Boujdour, 8 décembre « Qui veut dépasser le cap Bojador doit dépasser la douleur », dit un proverbe portugais. Ici, le colon espagnol n’a laissé qu’un phare, majestueux, éclairant ce cap de tous les dangers. Tout le reste, à commencer par la station de dessalement d’eau de mer, la centrale électrique, les bâtiments publics, les villages de pêche, les carrières de sable destiné aux plages artificielles des îles Canaries toutes proches, la route qui relie cette petite ville de vingt mille habitants à Laayoune et à Dakhla, tout a été créé ex nihilo. Aussi, la population, pour l’essentiel des Ouled Tidrarin, des Laaroussiine et des marins-pêcheursvenus du Nord, est-elle particulièrement sourcilleuse dès que l’on touche à sa marocanité. Il n’est pas rare, à Boujdour et dans sa région, de rencontrer un cheikh barbu qui vous récitera par cœur le contenu de dahirs datant de plus d’un siècle rattachant la région à la couronne chérifienne.
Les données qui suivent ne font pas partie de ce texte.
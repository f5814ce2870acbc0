//! Decoding of converged structure files (VASP `POSCAR`/`CONTCAR` in direct coordinates).
//!
//! The files are addressed by fixed non-blank row offsets rather than by their keywords.
//! All offsets live in [`PoscarLayout`], so the decoder never does index arithmetic of
//! its own.

use super::tokens::{RowError, TokenRows};
use nalgebra::Vector3;

/// Number of carbon sites in every cell of the family.
pub const DEFAULT_BASE_SITES: usize = 4;

/// Named row offsets of the structure file.
#[derive(Debug, Clone, Copy, PartialEq, Eq)]
pub struct PoscarLayout {
    pub lattice_parameter_row: usize,
    pub first_vector_row: usize,
    pub counts_row: usize,
    pub first_atom_row: usize,
    pub base_sites: usize,
}

impl Default for PoscarLayout {
    fn default() -> Self {
        Self {
            lattice_parameter_row: 1,
            first_vector_row: 2,
            counts_row: 6,
            first_atom_row: 9,
            base_sites: DEFAULT_BASE_SITES,
        }
    }
}

/// The raw content of one structure file, before any geometric interpretation.
#[derive(Debug, Clone, PartialEq)]
pub struct StructureRecord {
    pub lattice_parameter: f64,
    /// Reduced basis vectors, one per row of the file.
    pub lattice_vectors: [Vector3<f64>; 3],
    /// Substituent count declared by the species-count row.
    pub substituent_count: usize,
    /// Fractional coordinates, base sites first, then substituents in file order.
    pub fractional: Vec<Vector3<f64>>,
}

impl PoscarLayout {
    pub fn with_base_sites(base_sites: usize) -> Self {
        Self {
            base_sites,
            ..Self::default()
        }
    }

    pub fn decode(&self, rows: &TokenRows) -> Result<StructureRecord, RowError> {
        let lattice_parameter = rows.float(self.lattice_parameter_row, 0, "lattice parameter")?;

        let mut lattice_vectors = [Vector3::zeros(); 3];
        for (k, vector) in lattice_vectors.iter_mut().enumerate() {
            let row = self.first_vector_row + k;
            rows.require_exact(row, 3, "lattice vector")?;
            *vector = read_vector(rows, row, "lattice vector")?;
        }

        let counts = rows.require(self.counts_row, 1, "species counts")?;
        let substituent_count = if counts.len() == 1 {
            0
        } else {
            rows.integer(self.counts_row, 1, "substituent count")?
        };

        let atom_count = self
            .base_sites
            .checked_add(substituent_count)
            .ok_or_else(|| RowError::InvalidNumber {
                row: self.counts_row,
                column: 1,
                field: "substituent count",
                value: counts[1].clone(),
            })?;
        let fractional = (0..atom_count)
            .map(|i| read_vector(rows, self.first_atom_row + i, "fractional coordinates"))
            .collect::<Result<Vec<_>, _>>()?;

        Ok(StructureRecord {
            lattice_parameter,
            lattice_vectors,
            substituent_count,
            fractional,
        })
    }
}

fn read_vector(rows: &TokenRows, row: usize, field: &'static str) -> Result<Vector3<f64>, RowError> {
    rows.require(row, 3, field)?;
    Ok(Vector3::new(
        rows.float(row, 0, field)?,
        rows.float(row, 1, field)?,
        rows.float(row, 2, field)?,
    ))
}

#[cfg(test)]
mod tests {
    use super::*;

    fn decode(text: &str) -> Result<StructureRecord, RowError> {
        PoscarLayout::default().decode(&TokenRows::parse(text))
    }

    const GRAPHENE: &str = "\
graphene
2.46
  2.0 0.0 0.0
  0.5 0.8660254037844386 0.0
  0.0 0.0 6.0
C
4
Selective dynamics
Direct
  1.0 0.0 0.5 T T T
  0.5 0.0 0.5 T T T
  0.6666666666666666 -0.6666666666666666 0.5 T T T
  0.1666666666666667 -0.6666666666666666 0.5 T T T
";

    const GRAPHANE_ONE_H: &str = "\
graphane 1000

2.46
  2.0 0.0 0.0
  0.5 0.8660254037844386 0.0
  0.0 0.0 6.0
C H
4 1
Selective dynamics
Direct
  1.0 0.0 0.5 T T T
  0.5 0.0 0.5 T T T
  0.6666666666666666 -0.6666666666666666 0.5 T T T
  0.1666666666666667 -0.6666666666666666 0.5 T T T

  0.0 0.0 0.6 T T T
";

    #[test]
    fn decodes_bare_cell() {
        let record = decode(GRAPHENE).unwrap();
        assert_eq!(record.lattice_parameter, 2.46);
        assert_eq!(record.lattice_vectors[0], Vector3::new(2.0, 0.0, 0.0));
        assert_eq!(record.lattice_vectors[2], Vector3::new(0.0, 0.0, 6.0));
        assert_eq!(record.substituent_count, 0);
        assert_eq!(record.fractional.len(), 4);
        assert_eq!(record.fractional[0], Vector3::new(1.0, 0.0, 0.5));
    }

    #[test]
    fn decodes_substituent_rows_after_blank_lines() {
        let record = decode(GRAPHANE_ONE_H).unwrap();
        assert_eq!(record.substituent_count, 1);
        assert_eq!(record.fractional.len(), 5);
        assert_eq!(record.fractional[4], Vector3::new(0.0, 0.0, 0.6));
    }

    #[test]
    fn ignores_rows_past_the_declared_atoms() {
        let text = format!("{GRAPHENE}  0.3 0.3 0.3\n");
        let record = decode(&text).unwrap();
        assert_eq!(record.fractional.len(), 4);
    }

    #[test]
    fn missing_substituent_row_is_reported_with_its_index() {
        let text = GRAPHENE.replacen("\n4\n", "\n4 1\n", 1);
        let err = decode(&text).unwrap_err();
        assert_eq!(err.row(), 13);
        assert!(matches!(err, RowError::MissingRow { .. }));
    }

    #[test]
    fn short_lattice_vector_row_is_rejected() {
        let text = GRAPHENE.replacen("  0.0 0.0 6.0\n", "  0.0 6.0\n", 1);
        let err = decode(&text).unwrap_err();
        assert!(matches!(err, RowError::TooFewTokens { row: 4, .. }));
    }

    #[test]
    fn non_numeric_coordinate_is_rejected() {
        let text = GRAPHENE.replacen("  0.5 0.0 0.5 T T T", "  0.5 x 0.5 T T T", 1);
        let err = decode(&text).unwrap_err();
        assert!(matches!(
            err,
            RowError::InvalidNumber {
                row: 10,
                column: 1,
                ..
            }
        ));
    }

    #[test]
    fn non_numeric_substituent_count_is_rejected() {
        let text = GRAPHANE_ONE_H.replacen("4 1", "4 one", 1);
        assert!(decode(&text).is_err());
    }

    #[test]
    fn oversized_substituent_count_is_an_error() {
        let text = GRAPHANE_ONE_H.replacen("4 1", "4 18446744073709551615", 1);
        assert!(matches!(
            decode(&text).unwrap_err(),
            RowError::InvalidNumber {
                row: 6,
                column: 1,
                ..
            }
        ));
    }

    #[test]
    fn lattice_vector_row_with_extra_tokens_is_rejected() {
        let text = GRAPHENE.replacen("  0.0 0.0 6.0\n", "  0.0 0.0 6.0 1.0\n", 1);
        assert!(matches!(
            decode(&text).unwrap_err(),
            RowError::UnexpectedTokenCount {
                row: 4,
                expected: 3,
                found: 4,
                ..
            }
        ));
    }

    #[test]
    fn atom_rows_keep_their_trailing_flags() {
        let record = decode(GRAPHENE).unwrap();
        assert_eq!(record.fractional[1], Vector3::new(0.5, 0.0, 0.5));
    }

    #[test]
    fn custom_base_site_count_reads_more_rows() {
        let rows = TokenRows::parse(GRAPHENE);
        let err = PoscarLayout::with_base_sites(5).decode(&rows).unwrap_err();
        assert_eq!(err.row(), 13);
    }
}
Fréquent aussi de croiser, lors d’une réunion informelle, un militant associatif distribuant une liste de
« disparus » ou de « tortionnaires » des camps de Tindouf. Parfois, à l’instar de Mohamed Cheikh Boussola, un notable izarguien détenu par le Polisario de 1976 à 1987, on vous entraîne dans une pièce discrète afin d’exhiber ses vieilles blessures. « Mais pourquoi, pourquoi, les ONG occidentales ne nous écoutent-elles pas ? interroge Fatma Leili, la députée de la région. Seule France-Libertés a eu le courage de briser l’omerta, et encore : elle ne parlait que des prisonniers de guerre. » Le très actif Noureddine Lahbil, dont Boujdour est le premier poste en tant que gouverneur, préfère entraîner le visiteur de passage vers les incontournables lotissements Al Aouda et ces nouveaux villages dont il est si fier. Au fait, pourquoi la totalité des walis et gouverneurs des provinces du Sud est-elle originaire du nord du Maroc ? Ce qui pourrait apparaître comme un acte de défiance du pouvoir central à l’égard des populations locales a une explication toute simple. Pendant les années 1980, le Sahara a fait l’expérience de gouverneurs sahraouis, laquelle s’est soldée par un échec. Trop impliqués, parfois malgré eux, dans les inextricables querelles tribales, ces cadres ont pour la plupart été rejetés par leurs administrés. Certains d’entre eux ont été nommés dans le Nord, et Rabat a préféré envoyer sur cette terre de mission des allogènes totalement étrangers aux palabres de khaïmas.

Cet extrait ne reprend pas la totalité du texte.